_EXERCISE REQUIREMENTS_.
Report each line of the records below that holds the word "derive".

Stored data
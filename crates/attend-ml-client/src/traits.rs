//! Collaborator traits consumed by the attendance engine.

use async_trait::async_trait;
use attend_media::Frame;
use image::RgbImage;

use crate::error::MlClientResult;

/// Axis-aligned face box in pixels of the frame it was detected on.
#[derive(Debug, Clone, Copy, PartialEq, Eq)]
pub struct BoundingBox {
    pub x: i32,
    pub y: i32,
    pub w: i32,
    pub h: i32,
}

impl BoundingBox {
    /// Map a box found on a frame downscaled by `scale` back to full size.
    pub fn rescale(&self, scale: f32) -> Self {
        if scale <= 0.0 || scale.is_nan() || (scale - 1.0).abs() < f32::EPSILON {
            return *self;
        }
        let inv = 1.0 / scale;
        Self {
            x: (self.x as f32 * inv) as i32,
            y: (self.y as f32 * inv) as i32,
            w: (self.w as f32 * inv) as i32,
            h: (self.h as f32 * inv) as i32,
        }
    }
}

/// A detected face: its box and the cropped pixels to embed.
#[derive(Debug, Clone)]
pub struct DetectedFace {
    pub bbox: BoundingBox,
    pub crop: RgbImage,
    pub confidence: f64,
}

/// Finds faces in a frame.
#[async_trait]
pub trait FaceDetector: Send + Sync {
    async fn detect_faces(&self, frame: &Frame) -> MlClientResult<Vec<DetectedFace>>;
}

/// Computes an embedding for a face crop. `Ok(None)` when no embedding
/// could be produced.
#[async_trait]
pub trait FaceEmbedder: Send + Sync {
    async fn represent(&self, crop: &RgbImage) -> MlClientResult<Option<Vec<f32>>>;
}

#[cfg(test)]
mod tests {
    use super::*;

    #[test]
    fn test_rescale_half_scale_doubles() {
        let b = BoundingBox { x: 10, y: 20, w: 30, h: 40 };
        assert_eq!(b.rescale(0.5), BoundingBox { x: 20, y: 40, w: 60, h: 80 });
    }

    #[test]
    fn test_rescale_identity() {
        let b = BoundingBox { x: 1, y: 2, w: 3, h: 4 };
        assert_eq!(b.rescale(1.0), b);
        assert_eq!(b.rescale(0.0), b);
    }
}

_THE ANSWER_.
#[derive(Debug, Clone, Copy, PartialEq, Eq)]
#[derive(Debug, Clone)]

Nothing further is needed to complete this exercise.